February 27, 2015 at 6:38 am
Hi Ela, Yes, I just listed 2 Kilroy carvings on Etsy. $30 + $5.85 shipping.
Thanks for asking.
Jim Paulson says
February 28, 2015 at 6:37 am
Hi Bob, That’s mighty cool carving. Always a pleasure to drop by your site. I am just now tackling a letter carving project with chisels in kiln dried red oak. It is humbling to say the least. The lettering is 2 inch high Roman style capitals and it goes on the top of a tool storage lid. Chris Pye’s book is my source of help. Any other recommendations? I wouldn’t mind taking a class in this.

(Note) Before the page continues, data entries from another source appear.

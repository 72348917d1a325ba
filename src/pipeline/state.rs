//! Playback lifecycle and the capture state machine.
//!
//! [`PlaybackState`] is owned by whatever plays the audio; the scheduler only
//! consumes its transitions.  [`CaptureState`] is the scheduler's own view:
//!
//! ```text
//! Idle ──Playing──▶ Capturing ──any other playback state──▶ Stopped
//!                       ▲                                      │
//!                       └─────────────── Playing ──────────────┘
//! ```
//!
//! A restart goes straight from `Stopped` back to `Capturing`; `Idle` is
//! only the state before the first `Playing`.
//!
//! `Released` is terminal: the scheduler tears down its producer and exits.

// ---------------------------------------------------------------------------
// PlaybackState
// ---------------------------------------------------------------------------

/// Lifecycle of the external audio source.
#[derive(Debug, Clone, Copy, PartialEq, Eq, Default)]
pub enum PlaybackState {
    #[default]
    Idle,
    Preparing,
    Ready,
    Playing,
    Stopped,
    /// Resources freed; no further transitions.
    Released,
}

impl PlaybackState {
    pub fn is_playing(&self) -> bool {
        matches!(self, PlaybackState::Playing)
    }

    pub fn is_terminal(&self) -> bool {
        matches!(self, PlaybackState::Released)
    }

    pub fn label(&self) -> &'static str {
        match self {
            PlaybackState::Idle => "Idle",
            PlaybackState::Preparing => "Preparing",
            PlaybackState::Ready => "Ready",
            PlaybackState::Playing => "Playing",
            PlaybackState::Stopped => "Stopped",
            PlaybackState::Released => "Released",
        }
    }
}

// ---------------------------------------------------------------------------
// CaptureState
// ---------------------------------------------------------------------------

/// Whether a producer is currently attached to the pipeline.
#[derive(Debug, Clone, Copy, PartialEq, Eq, Default)]
pub enum CaptureState {
    #[default]
    Idle,
    Capturing,
    Stopped,
}

impl CaptureState {
    /// State after observing `playback`.
    ///
    /// ```
    /// use viseme_sync::pipeline::{CaptureState, PlaybackState};
    ///
    /// let s = CaptureState::Idle.next(PlaybackState::Playing);
    /// assert_eq!(s, CaptureState::Capturing);
    /// assert_eq!(s.next(PlaybackState::Stopped), CaptureState::Stopped);
    /// ```
    pub fn next(self, playback: PlaybackState) -> CaptureState {
        match (self, playback.is_playing()) {
            (_, true) => CaptureState::Capturing,
            (CaptureState::Capturing, false) => CaptureState::Stopped,
            (other, false) => other,
        }
    }

    pub fn is_capturing(&self) -> bool {
        matches!(self, CaptureState::Capturing)
    }

    pub fn label(&self) -> &'static str {
        match self {
            CaptureState::Idle => "Idle",
            CaptureState::Capturing => "Capturing",
            CaptureState::Stopped => "Stopped",
        }
    }
}

// ---------------------------------------------------------------------------
// Tests
// ---------------------------------------------------------------------------

#[cfg(test)]
mod tests {
    use super::*;

    const NOT_PLAYING: [PlaybackState; 5] = [
        PlaybackState::Idle,
        PlaybackState::Preparing,
        PlaybackState::Ready,
        PlaybackState::Stopped,
        PlaybackState::Released,
    ];

    #[test]
    fn defaults_are_idle() {
        assert_eq!(PlaybackState::default(), PlaybackState::Idle);
        assert_eq!(CaptureState::default(), CaptureState::Idle);
    }

    #[test]
    fn playing_starts_capture_from_any_state() {
        for s in [CaptureState::Idle, CaptureState::Capturing, CaptureState::Stopped] {
            assert_eq!(s.next(PlaybackState::Playing), CaptureState::Capturing);
        }
    }

    #[test]
    fn leaving_playing_stops_capture() {
        for p in NOT_PLAYING {
            assert_eq!(CaptureState::Capturing.next(p), CaptureState::Stopped, "{p:?}");
        }
    }

    #[test]
    fn idle_and_stopped_ignore_non_playing() {
        for p in NOT_PLAYING {
            assert_eq!(CaptureState::Idle.next(p), CaptureState::Idle);
            assert_eq!(CaptureState::Stopped.next(p), CaptureState::Stopped);
        }
    }

    #[test]
    fn restart_skips_idle() {
        let stopped = CaptureState::Idle
            .next(PlaybackState::Playing)
            .next(PlaybackState::Stopped);
        assert_eq!(stopped, CaptureState::Stopped);
        assert_eq!(stopped.next(PlaybackState::Idle), CaptureState::Stopped);
        assert_eq!(stopped.next(PlaybackState::Playing), CaptureState::Capturing);
    }

    #[test]
    fn only_capturing_is_capturing() {
        assert!(CaptureState::Capturing.is_capturing());
        assert!(!CaptureState::Idle.is_capturing());
        assert!(!CaptureState::Stopped.is_capturing());
    }

    #[test]
    fn released_is_the_only_terminal_state() {
        assert!(PlaybackState::Released.is_terminal());
        assert!(!PlaybackState::Stopped.is_terminal());
        assert!(PlaybackState::Playing.is_playing());
    }

    #[test]
    fn labels() {
        assert_eq!(PlaybackState::Preparing.label(), "Preparing");
        assert_eq!(CaptureState::Capturing.label(), "Capturing");
    }
}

February 28, 2015 at 11:43 am
Hi Jim, You’ll do just fine .. with practice. Lettering is exacting work and needs lots of practice. Pye’s method is certainly a useful one for Roman Caps and the size you’re working at is very manageable. (Yes, I have that book too. Scarce and too expensive!) Lettercarving gets harder and more exacting as the letters get smaller.
Pye is very precise in his approach, wanting perfectly fitting gouges and seeming to insist on making only one cut. No “sneaking up” or paring.

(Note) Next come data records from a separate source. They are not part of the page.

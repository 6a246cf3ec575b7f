// Copyright 2026 the Strata Authors
// SPDX-License-Identifier: Apache-2.0 OR MIT

//! Naive backend: one flat buffer, no acceleration. Baseline for correctness and timing.

use core::fmt::Debug;

use strata_collections::Sequence;

use crate::backend::{DebugCanvas, SpatialIndex};
use crate::error::IndexResult;
use crate::types::Aabb;

/// Configuration for [`Naive`]. There is nothing to tune.
#[derive(Copy, Clone, Debug, Default, PartialEq, Eq)]
pub struct NaiveConfig;

/// Flat buffer of every inserted box.
///
/// Queries ignore the area and return every stored box, so the result is a
/// superset of any real query.
#[derive(Clone, Default)]
pub struct Naive {
    boxes: Sequence<Aabb>,
}

impl Naive {
    /// Create an empty index.
    pub fn new(_config: NaiveConfig) -> Self {
        Self::default()
    }

    /// Number of stored boxes.
    pub fn len(&self) -> usize {
        self.boxes.len()
    }

    /// Whether no boxes are stored.
    pub fn is_empty(&self) -> bool {
        self.boxes.is_empty()
    }
}

impl Debug for Naive {
    fn fmt(&self, f: &mut core::fmt::Formatter<'_>) -> core::fmt::Result {
        f.debug_struct("Naive")
            .field("boxes", &self.boxes.len())
            .field("capacity", &self.boxes.capacity())
            .finish_non_exhaustive()
    }
}

impl SpatialIndex for Naive {
    fn insert(&mut self, aabb: Aabb) -> IndexResult<()> {
        self.boxes.push(aabb);
        Ok(())
    }

    fn query_into(&self, _area: Aabb, out: &mut Sequence<Aabb>) {
        out.extend_from_slice(&self.boxes);
    }

    fn clear(&mut self) {
        self.boxes.clear();
    }

    fn debug_draw(&self, _canvas: &mut dyn DebugCanvas) {}
}

#[cfg(test)]
mod tests {
    use super::*;

    #[test]
    fn query_returns_everything_regardless_of_area() {
        let mut n = Naive::new(NaiveConfig);
        n.insert(Aabb::new(0.0, 0.0, 1.0, 1.0)).unwrap();
        n.insert(Aabb::new(50.0, 50.0, 1.0, 1.0)).unwrap();
        n.insert(Aabb::new(-20.0, 900.0, 3.0, 3.0)).unwrap();
        assert_eq!(n.query(Aabb::new(0.0, 0.0, 1.0, 1.0)).len(), 3);
        assert_eq!(n.query(Aabb::new(1e6, 1e6, 0.0, 0.0)).len(), 3);
    }

    #[test]
    fn clear_keeps_allocation() {
        let mut n = Naive::default();
        for i in 0..100_u8 {
            n.insert(Aabb::new(f32::from(i), 0.0, 1.0, 1.0)).unwrap();
        }
        let cap = n.boxes.capacity();
        n.clear();
        assert!(n.is_empty());
        assert_eq!(n.boxes.capacity(), cap);
        assert!(n.query(Aabb::new(0.0, 0.0, 100.0, 100.0)).is_empty());
    }

    #[test]
    fn draws_nothing() {
        let mut n = Naive::default();
        n.insert(Aabb::new(0.0, 0.0, 1.0, 1.0)).unwrap();
        let mut canvas: Vec<kurbo::Rect> = Vec::new();
        n.debug_draw(&mut canvas);
        assert!(canvas.is_empty());
    }
}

On the other hand, Mary May takes a more pragmatic approach of using gouges that are “near fits” and finessing them to do the work even if it means multiple cuts. Mary has an online carving school “Mary Mays School of Traditional Woodcarving.” She’s a classical carver who has been teaching many years. See her class schedule. She has been posting lessons online for about 3 years now. There’quite a collection. The site is a membership site that costs $9.99 a month, but also has a Free entry membership that includes about 15 beginner’s lessons.
She has a few lettercarving lessons online, but doesn’t teach lettercarving as a classroom subject due to low demand. Those lessons are on the premium part of the site, but are also available for individual purchase at this page for $19.99.
How do I know all this? I’m one of Mary’s delighted students, and I also manage her web sites.
Best wishes for the tool storage project! Let me know when it’s done; I’d like to see pictures.
February 28, 2015 at 1:37 pm
Thanks Bob. I may renew my membership on Mary’s school site. It makes more sense now that my time and interest in carving is better. I can relate to the different approaches carvers can take also. Mary’s carving is top notch and I’ve enjoyed her videos. I’ll definitely send a picture when I complete the letter carving project. I’ll check Mary’s teaching schedule too.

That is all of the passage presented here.